Medline ® Abstract for Reference 78
of 'Extravasation injury from chemotherapy and other non-antineoplastic vesicants'
Experimental chemotherapy-induced skin necrosis in swine. Mechanistic studies of anthracycline antibiotic toxicity and protection with a radical dimer compound.

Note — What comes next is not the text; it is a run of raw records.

use std::collections::{BTreeMap, BTreeSet, VecDeque};

use crate::error::{Error, Result};

pub type TaskId = String;

/// Barrier task that waits for every producer of a `sources:*` token.
pub const SOURCES_BARRIER: &str = "core.barrier.sources";
/// Token provided by [`SOURCES_BARRIER`]; the native build waits on it.
pub const SOURCES_DONE: &str = "sources:done";

#[derive(Debug, Clone)]
pub struct Task {
    pub id: TaskId,
    pub label: String,
    pub module: String,
    pub phase: String,
    /// Task ids or provide tokens; a trailing `?` makes the dependency optional.
    pub after: Vec<TaskId>,
    pub provides: Vec<String>,
}

#[derive(Debug, Default)]
pub struct Plan {
    tasks: BTreeMap<TaskId, Task>,
}

impl Plan {
    pub fn add(&mut self, task: Task) -> Result<()> {
        if self.tasks.contains_key(&task.id) {
            return Err(Error::msg(format!("duplicate task id '{}'", task.id)));
        }
        self.tasks.insert(task.id.clone(), task);
        Ok(())
    }

    pub fn get(&self, id: &str) -> Option<&Task> {
        self.tasks.get(id)
    }

    pub fn tasks(&self) -> impl Iterator<Item = &Task> {
        self.tasks.values()
    }

    fn provides_index(&self) -> Result<BTreeMap<&str, &str>> {
        let mut out: BTreeMap<&str, &str> = BTreeMap::new();
        for (id, task) in &self.tasks {
            for p in &task.provides {
                if let Some(existing) = out.insert(p.as_str(), id.as_str()) {
                    return Err(Error::msg(format!(
                        "provide token '{}' is produced by both '{}' and '{}'",
                        p, existing, id
                    )));
                }
            }
        }
        Ok(out)
    }

    // Resolve a dependency to a concrete task id. Optional deps that match
    // nothing resolve to `None`.
    fn resolve_dep<'a>(
        &'a self,
        provides: &BTreeMap<&'a str, &'a str>,
        owner: &str,
        dep: &'a str,
    ) -> Result<Option<&'a str>> {
        let (dep, optional) = match dep.strip_suffix('?') {
            Some(d) => (d, true),
            None => (dep, false),
        };
        if let Some((id, _)) = self.tasks.get_key_value(dep) {
            return Ok(Some(id.as_str()));
        }
        if let Some(&provider) = provides.get(dep) {
            return Ok(Some(provider));
        }
        if optional {
            return Ok(None);
        }
        Err(Error::msg(format!(
            "task '{}' has invalid dependency '{}': unknown task or token",
            owner, dep
        )))
    }

    fn edges(&self) -> Result<Vec<(&str, &str)>> {
        let provides = self.provides_index()?;
        let mut out = Vec::new();
        for (id, task) in &self.tasks {
            for dep in &task.after {
                if let Some(dep_id) = self.resolve_dep(&provides, id, dep)? {
                    out.push((dep_id, id.as_str()));
                }
            }
        }
        Ok(out)
    }

    /// Topological order (Kahn). Ties break by task id so runs are reproducible.
    pub fn ordered(&self) -> Result<Vec<&Task>> {
        let mut incoming: BTreeMap<&str, usize> =
            self.tasks.keys().map(|k| (k.as_str(), 0)).collect();
        let mut outgoing: BTreeMap<&str, BTreeSet<&str>> = BTreeMap::new();
        for (from, to) in self.edges()? {
            if outgoing.entry(from).or_default().insert(to) {
                *incoming.entry(to).or_default() += 1;
            }
        }

        let mut q: VecDeque<&str> = incoming
            .iter()
            .filter_map(|(k, v)| (*v == 0).then_some(*k))
            .collect();
        let mut out: Vec<&Task> = Vec::with_capacity(self.tasks.len());

        while let Some(n) = q.pop_front() {
            if let Some(task) = self.tasks.get(n) {
                out.push(task);
            }
            for &m in outgoing.get(n).into_iter().flatten() {
                if let Some(slot) = incoming.get_mut(m) {
                    *slot -= 1;
                    if *slot == 0 {
                        q.push_back(m);
                    }
                }
            }
        }

        if out.len() != self.tasks.len() {
            let remaining: Vec<&str> = incoming
                .iter()
                .filter_map(|(k, v)| (*v > 0).then_some(*k))
                .collect();
            return Err(Error::msg(format!(
                "task graph contains a cycle; remaining nodes: {}",
                remaining.join(", ")
            )));
        }
        Ok(out)
    }

    /// Sub-plan holding only `ids`, in their original relative order.
    /// Dependencies on tasks left out become optional.
    pub fn select(&self, ids: &[&str]) -> Result<Plan> {
        let mut out = Plan::default();
        for id in ids {
            let task = self
                .tasks
                .get(*id)
                .ok_or_else(|| Error::msg(format!("task '{id}' is not part of the plan")))?;
            let mut task = task.clone();
            for dep in &mut task.after {
                if !dep.ends_with('?') {
                    dep.push('?');
                }
            }
            out.add(task)?;
        }
        Ok(out)
    }

    pub fn finalize_default(&mut self) -> Result<()> {
        self.add_sources_barrier()
    }

    // Anything providing a `sources:*` token contributes to the source tree
    // the native build consumes. The barrier lets consumers depend on one
    // token instead of enumerating producers.
    fn add_sources_barrier(&mut self) -> Result<()> {
        if self.tasks.contains_key(SOURCES_BARRIER) {
            return Ok(());
        }
        let deps: Vec<String> = self
            .tasks
            .values()
            .filter(|t| t.provides.iter().any(|p| p.starts_with("sources:")))
            .map(|t| t.id.clone())
            .collect();

        self.add(Task {
            id: SOURCES_BARRIER.into(),
            label: "Sources barrier".into(),
            module: "core".into(),
            phase: "barrier".into(),
            after: deps,
            provides: vec![SOURCES_DONE.into()],
        })
    }

    pub fn to_dot(&self) -> Result<String> {
        let mut out = String::from("digraph plan {\n  rankdir=LR;\n");
        for task in self.tasks.values() {
            out.push_str(&format!(
                "  \"{}\" [label=\"{}\\n{}:{}\"];\n",
                task.id, task.label, task.module, task.phase
            ));
        }
        for (from, to) in self.edges()? {
            out.push_str(&format!("  \"{}\" -> \"{}\";\n", from, to));
        }
        out.push_str("}\n");
        Ok(out)
    }
}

Averbuch SD, Boldt M, Gaudiano G, Stern JB, Koch TH, Bachur NR
J Clin Invest. 1988;81(1):142.
The reactivity of antitumor anthracycline and mitomycin C antibiotics with the oxomorpholinyl radical dimers, bi(3,5,5-trimethyl-2-oxomorpholin-3-yl) (TM3) and bi(3,5-dimethyl-5-hydroxymethyl-2-oxomorpholin-3-yl) (DHM3), was studied in vitro. The oxomorpholinyl radical reduced daunorubicin to a quinone methide intermediate that reacted with solvent to form 7-deoxydaunorubicinone. The solvolysis reaction followed first order kinetics, and the reactivity rate constants (k2) measured for seven anthracycline analogues ranged from 2 X 10(-2) s-1 to 8.0 X 10(-4) s-1. The chemical reactivity of each anthracycline quinone methide correlated with the total skin toxicity caused by the respective parent anthracycline following injection into swine skin. Microscopic examination of experimental lesions in swine skin resemble those observed in humans after inadvertant chemotherapy extravasation. Hydrocortisone sodium succinate was not effective for the treatment of doxorubicin-induced skin necrosis, whereas DHM3 was effective for the treatment of skin necrosis caused by all seven anthracyclines and by the quinone containing antibiotic, mitomycin C.
Division of Cancer Treatment, National Cancer Institute, Bethesda, Maryland 20892.